Mean of two ints (or longs) without overflow, truncating towards 0

﹥>﹥吖頭↗ 提交于 2019-12-30 04:33:13

问题


I'd like a way to calculate (x + y)/2 for any two integers x, y in Java. The naive way suffers from issues if x+y > Integer.MAX_VALUE, or < Integer.MIN_VALUE.

Guava IntMath uses this technique:

  public static int mean(int x, int y) {
    // Efficient method for computing the arithmetic mean.
    // The alternative (x + y) / 2 fails for large values.
    // The alternative (x + y) >>> 1 fails for negative values.
    return (x & y) + ((x ^ y) >> 1);
  }

... but this rounds towards negative infinity, meaning the routine doesn't agree with the naive way for values like {-1, -2} (giving -2, rather than -1).

Is there any corresponding routine which truncates towards 0?

"Just use long" is not the answer I'm looking for, since I want a method that works for long inputs too. BigInteger is also not the answer I'm looking for. I don't want a solution with any branches.


回答1:


You need to add 1 to the result if the lowest bits are different (so the result is not exact and you need to round), and the sign bit in the result is set (the result is negative, so you want to change the round down into a round up).

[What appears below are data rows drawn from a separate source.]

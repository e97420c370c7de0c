use crate::{Handle, ReserveError};
use alloc::{boxed::Box, vec, vec::Vec};
use core::{mem, ops::Range};

/// Physical ranges occupied by `count` items starting at slot `head`.
///
/// The second range is empty unless the items wrap around the end of the buffer.
pub(crate) fn ranges(capacity: usize, head: usize, count: usize) -> (Range<usize>, Range<usize>) {
    debug_assert!(capacity.is_power_of_two());
    debug_assert!(head < capacity && count <= capacity);

    let end = head + count;
    if end <= capacity {
        (head..end, 0..0)
    } else {
        (head..capacity, 0..(end - capacity))
    }
}

/// Contiguous power-of-two sized array of handle slots.
///
/// Slots that hold no live handle contain [`Handle::NULL`].
#[derive(Clone)]
pub(crate) struct Slots<H: Handle> {
    slots: Box<[H]>,
}

impl<H: Handle> Slots<H> {
    /// Allocates `capacity` null slots, aborting on allocation failure like [`Vec`] does.
    pub fn new(capacity: usize) -> Self {
        debug_assert!(capacity.is_power_of_two());
        Self {
            slots: vec![H::NULL; capacity].into_boxed_slice(),
        }
    }

    /// Allocates `capacity` null slots.
    ///
    /// Allocation failure is reported rather than aborting the process.
    pub fn alloc(capacity: usize) -> Result<Self, ReserveError> {
        debug_assert!(capacity.is_power_of_two());
        let mut vec = Vec::new();
        vec.try_reserve_exact(capacity)
            .map_err(|_| ReserveError::AllocFailed { capacity })?;
        vec.resize(capacity, H::NULL);
        Ok(Self {
            slots: vec.into_boxed_slice(),
        })
    }

    /// Copies `count` items starting at `head` into a new buffer of `capacity` slots, starting at slot zero.
    pub fn relocate(&self, head: usize, count: usize, capacity: usize) -> Result<Self, ReserveError> {
        debug_assert!(count <= capacity);
        let mut new = Self::alloc(capacity)?;
        let (first, second) = self.as_slices(head, count);
        new.slots[..first.len()].copy_from_slice(first);
        new.slots[first.len()..count].copy_from_slice(second);
        Ok(new)
    }

    #[inline]
    pub fn len(&self) -> usize {
        self.slots.len()
    }

    #[inline]
    pub fn mask(&self) -> usize {
        self.slots.len() - 1
    }

    #[inline]
    pub fn get(&self, index: usize) -> H {
        self.slots[index]
    }

    #[inline]
    pub fn replace(&mut self, index: usize, handle: H) -> H {
        mem::replace(&mut self.slots[index], handle)
    }

    /// Moves the handle out of the slot, leaving it null.
    #[inline]
    pub fn take(&mut self, index: usize) -> H {
        self.replace(index, H::NULL)
    }

    pub fn as_slices(&self, head: usize, count: usize) -> (&[H], &[H]) {
        let (first, second) = ranges(self.len(), head, count);
        (&self.slots[first], &self.slots[second])
    }

    /// Nulls `count` slots starting at `head`.
    pub fn clear(&mut self, head: usize, count: usize) {
        let (first, second) = ranges(self.len(), head, count);
        self.slots[first].fill(H::NULL);
        self.slots[second].fill(H::NULL);
    }
}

So the following should do (untested):

public static int mean(int x, int y) {
    int xor = x ^ y;
    int roundedDown = (x & y) + (xor >> 1);
    return roundedDown + (1 & xor & (roundedDown >>> 31));
}



回答2:


Why don't you do something like (x-y)/2 + y, which reduces to x/2 - y/2 + y = x/2 + y/2? So if x+y gives you an overflow or underflow, you do it the (x-y)/2 + y way.